'Dr. Who' in Real Life? Time Travel Might Actually Be Possible, Mathematically Speaking
Time traveling, like in "Dr. Who" and other fictional tales, may actually turn into reality. Researchers from the University of British Columbia have developed a new mathematical model showing that time traveling is not so fictional after all.
Mathematics and physics instructor Ben Tippet, from UBC's Okanagan Campus, has devised a formula that describes a method for time travel.
"People think of time travel as something as fiction," said Tippet, whose field of expertise is Einstein's theory of general relativity, in a press release. "And we tend to think it's not possible because we don't actually do it. But, mathematically, it is possible."

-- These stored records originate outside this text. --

//! Image metadata document and DTOs.
//!
//! Image bytes live in the blob store; this module only describes the
//! metadata record kept in the `images` column family.

use chrono::{DateTime, Utc};
use serde::{Deserialize, Serialize};
use uuid::Uuid;

use super::image_url;

/// Image metadata document
#[derive(Debug, Clone, PartialEq, Serialize, Deserialize)]
pub struct ImageMeta {
    pub id: Uuid,
    /// Owning toilet, if the upload named one
    pub toilet_id: Option<Uuid>,
    /// Whether this image is the owning toilet's preview
    pub preview: bool,
    pub mime_type: String,
    pub original_filename: String,
    pub size: u64,
    pub width: u32,
    pub height: u32,
    pub created_at: DateTime<Utc>,
}

impl ImageMeta {
    /// File extension used for the blob
    pub fn extension(&self) -> &'static str {
        mime_to_extension(&self.mime_type)
    }

    /// Strong validator for conditional requests
    pub fn etag(&self) -> String {
        format!("\"{}-{}\"", self.id.as_simple(), self.size)
    }
}

/// Get file extension for an accepted MIME type
pub fn mime_to_extension(mime: &str) -> &'static str {
    match mime {
        "image/jpeg" => "jpg",
        "image/png" => "png",
        _ => "bin",
    }
}

/// Response DTO for a successful upload
#[derive(Debug, Serialize, Deserialize)]
#[serde(rename_all = "camelCase")]
pub struct ImageUploadResponse {
    pub id: Uuid,
    pub url: String,
}

impl ImageUploadResponse {
    pub fn from_meta(meta: &ImageMeta, base_url: &str) -> Self {
        Self {
            id: meta.id,
            url: image_url(base_url, meta.id),
        }
    }
}

/// Response DTO for `GET /api/v1/images/{id}/info`
#[derive(Debug, Serialize, Deserialize)]
#[serde(rename_all = "camelCase")]
pub struct ImageInfoResponse {
    pub id: Uuid,
    pub toilet_id: Option<Uuid>,
    pub preview: bool,
    pub mime_type: String,
    pub original_filename: String,
    pub size: u64,
    pub width: u32,
    pub height: u32,
    pub created_at: DateTime<Utc>,
    pub url: String,
}

impl ImageInfoResponse {
    pub fn from_meta(meta: &ImageMeta, base_url: &str) -> Self {
        Self {
            id: meta.id,
            toilet_id: meta.toilet_id,
            preview: meta.preview,
            mime_type: meta.mime_type.clone(),
            original_filename: meta.original_filename.clone(),
            size: meta.size,
            width: meta.width,
            height: meta.height,
            created_at: meta.created_at,
            url: image_url(base_url, meta.id),
        }
    }
}

#[cfg(test)]
mod tests {
    use super::*;

    #[test]
    fn test_extension_for_mime() {
        assert_eq!(mime_to_extension("image/jpeg"), "jpg");
        assert_eq!(mime_to_extension("image/png"), "png");
        assert_eq!(mime_to_extension("image/gif"), "bin");
    }

    #[test]
    fn test_upload_response_url() {
        let meta = ImageMeta {
            id: Uuid::nil(),
            toilet_id: None,
            preview: false,
            mime_type: "image/png".to_string(),
            original_filename: "a.png".to_string(),
            size: 10,
            width: 1,
            height: 1,
            created_at: Utc::now(),
        };

        let response = ImageUploadResponse::from_meta(&meta, "http://host");
        assert_eq!(
            response.url,
            "http://host/api/v1/images/00000000-0000-0000-0000-000000000000"
        );
        assert_eq!(meta.extension(), "png");
    }
}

For the new mathematical model, Tippet considered the four dimensions as a space-time continuum where different directions are connected. Einstein's general theory of relativity states that gravitational fields are caused by distortions in the fabric of space and time. Basing on this theory, Tippet believes that the curvature of space-time accounts for the curved orbits of the planets.
According to Tippet, the planets and stars would move in a straight line on a "flat" or uncurved, space-time. However, space-time geometry becomes curved in the vicinity of a massive star, making the trajectories of nearby planets to follow the curvature and bend around the star.
"The time direction of the space-time surface also shows curvature. There is evidence showing the closer to a black hole we get, time moves slower," Tippet said in a statement. "My model of a time machine uses the curved space-time -- to bend time into a circle for the passengers, not in a straight line. That circle takes us back in time."
Tippet developed a mathematical model of the Traversable Acausal Retrograde Domain in Space-time (TARDIS), describing it as a bubble of space-time geometry that's capable of carrying its contents backward and forward through space and time while touring a large circular path. The speed of the bubble, which exceeds the speed of light at times, makes it possible to travel backwards in time.
Despite being mathematically feasible, Tippet noted that time traveling might take decades or even centuries to become a reality. Material that can bend space-time, called exotic matters, are yet to be discovered.